The operation of the dairy price support program during the past two years, coupled with changes made as a result of reforming federal milk marketing orders, have greatly increased regional differences in milk prices paid to producers. The government purchases have distorted the relative value of farm milk used to make nonfat dry milk and butter versus that used to make cheese (see Figure 1). This has implications for federal order milk pricing which, since January 1, 2000, has used the higher of the nonfat dry milk/butter price or the cheese price to value milk used in fluid dairy products. In fact, the federal order minimum price for milk used in fluid dairy products averaged more than $2 per hundredweight of milk higher in calendar year 2000 under this pricing mechanism than would have been the case under the pricing regulations in effect prior to 2000. This has greatly increased the regional differences in farm milk prices.

The impact of the current USDA dairy product purchase prices on federal order prices is readily seen by comparing the relationship between farm milk prices in Wisconsin and Florida (see Figure 2). In Wisconsin, nearly 80% of farm milk is used to make cheese, a Class III product, while in Florida only about 2% of the farm milk ends up in cheese. This means that 98% of the farm milk in Florida benefits from the higher price created by the current USDA dairy product purchase prices. Therefore, the difference between farm milk prices in Florida and Wisconsin has increased by more than $1.00 per hundredweight of milk as a direct result of these misdirected government actions.

The increased difference between the price paid for milk used to make cheese versus that used in fluid milk products has created an incentive for cooperatives and individual dairy producers to ship their farm milk long distances to share in the pooled receipts from the higher valued milk. This is driven by the combined effect of the operation of the dairy price support program and federal milk marketing order reform. Prior to federal order reform implementation, the average difference between the Class I and Class III milk prices was equal to the average Class I differential. Since January 1, 2000, this average difference has grown by nearly $2.00 per cwt due the current USDA dairy product purchase prices. (see Figures 3A and 3B)

In addition to the impact on government costs and federal order milk prices, the dairy price support program as currently operated has priced nonfat dry milk out of the world market during a period when the U.S. could be competitive. Currently, world market prices are only a few cents below the USDA purchase price. This is especially true since the outbreak of Foot and Mouth Disease in the European Union, as many international customers are reluctant to purchase dry milk products from the E.U. and are looking for alternative sources of supply. In fact, the last bid accepted by USDA under the Dairy Export Incentive Program (DEIP) on April 2, 2001 only required a subsidy of 2.6 cents per pound of nonfat dry milk, meaning it would take very little adjustment in our nonfat dry milk prices to be competitive in world markets.1

Forward Contracting Of Milk Regulated Under Federal Orders

Forward cash contracting is a simple tool which allows processors to offer producers or their cooperatives a set price for their milk over a specified period of time.

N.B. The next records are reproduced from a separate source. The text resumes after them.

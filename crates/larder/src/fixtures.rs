//! Entity types shared by the test modules.

use std::collections::BTreeMap;
use std::sync::Arc;

use chrono::{DateTime, Utc};
use larder_model::{
    scalar_newtype, Base, Composite, Entity, FieldKind, FieldSpec, Map, MapContainer, Scalar,
    SchemaBuilder, Set, SetContainer, ZContains,
};
use larder_store::{Batch, InMemoryKvStore};

use crate::Larder;

pub fn larder() -> (Arc<InMemoryKvStore>, Larder) {
    let store = Arc::new(InMemoryKvStore::new());
    let larder = Larder::new(store.clone());
    (store, larder)
}

macro_rules! entity {
    ($ty:ident, $name:literal) => {
        impl Entity for $ty {
            const TYPE_NAME: &'static str = $name;

            fn base(&self) -> &Base {
                &self.base
            }

            fn base_mut(&mut self) -> &mut Base {
                &mut self.base
            }
        }
    };
}

#[derive(Clone, Debug, Default, PartialEq)]
pub struct StringAlias(pub String);

scalar_newtype!(StringAlias(String));

/// One field of every scalar and container kind, names derived from the
/// identifiers.
#[derive(Debug, Default)]
pub struct LoadTestModel {
    pub base: Base,
    pub string_val: String,
    pub int_val: i64,
    pub uint16_val: u16,
    pub bool_val: bool,
    pub float32_val: f32,
    pub float64_val: f64,
    pub string_alias_val: StringAlias,
    pub nullable_val: Option<i32>,
    pub map_val: Map,
    pub set_val: Set,
}

impl Composite for LoadTestModel {
    fn describe(schema: SchemaBuilder<Self>) -> SchemaBuilder<Self> {
        schema
            .base()
            .scalar(FieldSpec::ident("StringVal"), |m| &m.string_val, |m| &mut m.string_val)
            .scalar(FieldSpec::ident("IntVal"), |m| &m.int_val, |m| &mut m.int_val)
            .scalar(FieldSpec::ident("UInt16Val"), |m| &m.uint16_val, |m| &mut m.uint16_val)
            .scalar(FieldSpec::ident("BoolVal"), |m| &m.bool_val, |m| &mut m.bool_val)
            .scalar(FieldSpec::ident("Float32Val"), |m| &m.float32_val, |m| &mut m.float32_val)
            .scalar(FieldSpec::ident("Float64Val"), |m| &m.float64_val, |m| &mut m.float64_val)
            .scalar(
                FieldSpec::ident("StringAliasVal"),
                |m| &m.string_alias_val,
                |m| &mut m.string_alias_val,
            )
            .scalar(FieldSpec::ident("NullableVal"), |m| &m.nullable_val, |m| &mut m.nullable_val)
            .map(FieldSpec::ident("MapVal"), |m| &m.map_val, |m| &mut m.map_val)
            .set(FieldSpec::ident("SetVal"), |m| &m.set_val, |m| &mut m.set_val)
    }
}

entity!(LoadTestModel, "LoadTestModel");

#[derive(Debug, Default)]
pub struct UpdateTestModel {
    pub base: Base,
    pub string_val: String,
    pub time_val: DateTime<Utc>,
    pub lines: Vec<String>,
}

impl Composite for UpdateTestModel {
    fn describe(schema: SchemaBuilder<Self>) -> SchemaBuilder<Self> {
        schema
            .base()
            .scalar(FieldSpec::ident("StringVal"), |m| &m.string_val, |m| &mut m.string_val)
            .scalar(FieldSpec::ident("TimeVal"), |m| &m.time_val, |m| &mut m.time_val)
            .strings("lines", |m| &m.lines, |m| &mut m.lines)
    }
}

entity!(UpdateTestModel, "UpdateTestModel");

#[derive(Clone, Debug, Default)]
pub struct Producer {
    pub base: Base,
    pub name: String,
    pub loaded: bool,
}

impl Composite for Producer {
    fn describe(schema: SchemaBuilder<Self>) -> SchemaBuilder<Self> {
        schema
            .base()
            .scalar("name", |p| &p.name, |p| &mut p.name)
            .scalar("-", |p| &p.loaded, |p| &mut p.loaded)
    }
}

impl Entity for Producer {
    const TYPE_NAME: &'static str = "Producer";

    fn base(&self) -> &Base {
        &self.base
    }

    fn base_mut(&mut self) -> &mut Base {
        &mut self.base
    }

    fn post_load(&mut self) {
        self.loaded = true;
    }

    fn post_store(&self, batch: &mut Batch) {
        batch.sadd("producer:all", self.id());
    }
}

#[derive(Debug, Default)]
pub struct Product {
    pub base: Base,
    pub producer: Option<Box<Producer>>,
}

impl Composite for Product {
    fn describe(schema: SchemaBuilder<Self>) -> SchemaBuilder<Self> {
        schema
            .base()
            .reference("ref", |p| &p.producer, |p| &mut p.producer)
    }
}

entity!(Product, "Product");

#[derive(Debug, Default)]
pub struct Catalog {
    pub base: Base,
    pub producers: Vec<Producer>,
}

impl Composite for Catalog {
    fn describe(schema: SchemaBuilder<Self>) -> SchemaBuilder<Self> {
        schema
            .base()
            .references("arrRef", |c| &c.producers, |c| &mut c.producers)
    }
}

entity!(Catalog, "Catalog");

#[derive(Debug, Default)]
pub struct ZContainsTestModel {
    pub base: Base,
    pub name: String,
    pub is_member: ZContains,
}

impl Composite for ZContainsTestModel {
    fn describe(schema: SchemaBuilder<Self>) -> SchemaBuilder<Self> {
        schema
            .base()
            .scalar("name", |m| &m.name, |m| &mut m.name)
            .computed("sortedSetTest", |m| &mut m.is_member)
    }
}

entity!(ZContainsTestModel, "ZContainsTestModel");

#[derive(Debug, Default, PartialEq)]
pub struct Address {
    pub street: String,
    pub city: String,
}

impl Composite for Address {
    fn describe(schema: SchemaBuilder<Self>) -> SchemaBuilder<Self> {
        schema
            .scalar("street", |a| &a.street, |a| &mut a.street)
            .scalar("city", |a| &a.city, |a| &mut a.city)
    }
}

#[derive(Debug, Default)]
pub struct Customer {
    pub base: Base,
    pub name: String,
    pub address: Address,
}

impl Composite for Customer {
    fn describe(schema: SchemaBuilder<Self>) -> SchemaBuilder<Self> {
        schema
            .base()
            .scalar("name", |c| &c.name, |c| &mut c.name)
            .embed(|c| &c.address, |c| &mut c.address)
    }
}

entity!(Customer, "Customer");

/// A scalar claiming a container kind, which the schema builder rejects.
#[derive(Debug, Default)]
pub struct Weird;

impl Scalar for Weird {
    const KIND: FieldKind = FieldKind::SetContainer;

    fn encode(&self) -> Option<String> {
        None
    }

    fn decode(_raw: &str) -> Result<Self, String> {
        Ok(Weird)
    }

    fn is_zero(&self) -> bool {
        true
    }
}

#[derive(Debug, Default)]
pub struct Unsupported {
    pub base: Base,
    pub weird: Weird,
}

impl Composite for Unsupported {
    fn describe(schema: SchemaBuilder<Self>) -> SchemaBuilder<Self> {
        schema.base().scalar("weird", |u| &u.weird, |u| &mut u.weird)
    }
}

entity!(Unsupported, "Unsupported");

/// A linked entity that may point back at itself or at an ancestor.
#[derive(Clone, Debug, Default)]
pub struct Node {
    pub base: Base,
    pub name: String,
    pub next: Option<Box<Node>>,
}

impl Composite for Node {
    fn describe(schema: SchemaBuilder<Self>) -> SchemaBuilder<Self> {
        schema
            .base()
            .scalar("name", |n| &n.name, |n| &mut n.name)
            .reference("next", |n| &n.next, |n| &mut n.next)
    }
}

entity!(Node, "Node");

#[derive(Debug, Default)]
pub struct Listing {
    pub base: Base,
    pub sku: String,
    pub title: String,
}

impl Composite for Listing {
    fn describe(schema: SchemaBuilder<Self>) -> SchemaBuilder<Self> {
        schema
            .base()
            .scalar("sku,immutable", |l| &l.sku, |l| &mut l.sku)
            .scalar("title", |l| &l.title, |l| &mut l.title)
    }
}

entity!(Listing, "Listing");

/// Set container that sorts its members and counts `setup` calls.
#[derive(Debug, Default)]
pub struct TallySet {
    pub members: Vec<String>,
    pub setups: usize,
}

impl SetContainer for TallySet {
    fn add(&mut self, member: String) {
        self.members.push(member);
    }

    fn range(&self, f: &mut dyn FnMut(&str) -> bool) {
        for member in &self.members {
            if !f(member) {
                break;
            }
        }
    }

    fn setup(&mut self) {
        self.members.sort();
        self.setups += 1;
    }
}

#[derive(Debug, Default)]
pub struct TallyMap {
    pub entries: BTreeMap<String, String>,
    pub setups: usize,
}

impl MapContainer for TallyMap {
    fn store(&mut self, key: String, value: String) {
        self.entries.insert(key, value);
    }

    fn range(&self, f: &mut dyn FnMut(&str, &str) -> bool) {
        for (key, value) in &self.entries {
            if !f(key, value) {
                break;
            }
        }
    }

    fn setup(&mut self) {
        self.setups += 1;
    }
}

#[derive(Debug, Default)]
pub struct Tallied {
    pub base: Base,
    pub tags: TallySet,
    pub attrs: TallyMap,
}

impl Composite for Tallied {
    fn describe(schema: SchemaBuilder<Self>) -> SchemaBuilder<Self> {
        schema
            .base()
            .set("tags", |t| &t.tags, |t| &mut t.tags)
            .map("attrs", |t| &t.attrs, |t| &mut t.attrs)
    }
}

entity!(Tallied, "Tallied");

Producers can voluntarily accept a pay price based on the offer or continue to receive pay prices based on the price set each month under the federal order program. Forward contracting lets both the producer and the processor know what the price is going to be in advance, so that both have a more predictable basis for planning their investments, financing, and business growth. This is especially important given the increase over time in the variability of milk prices (see Figure 4 ).

Producers of other commodities rely on forward contracts. According to a report by the General Accounting Office, forward cash contracting is the risk management tool most frequently used by producers outside the dairy sector. A majority of cotton (76%), corn (65%), and wheat (57%) producers used forward contracting to lock in their prices and revenues.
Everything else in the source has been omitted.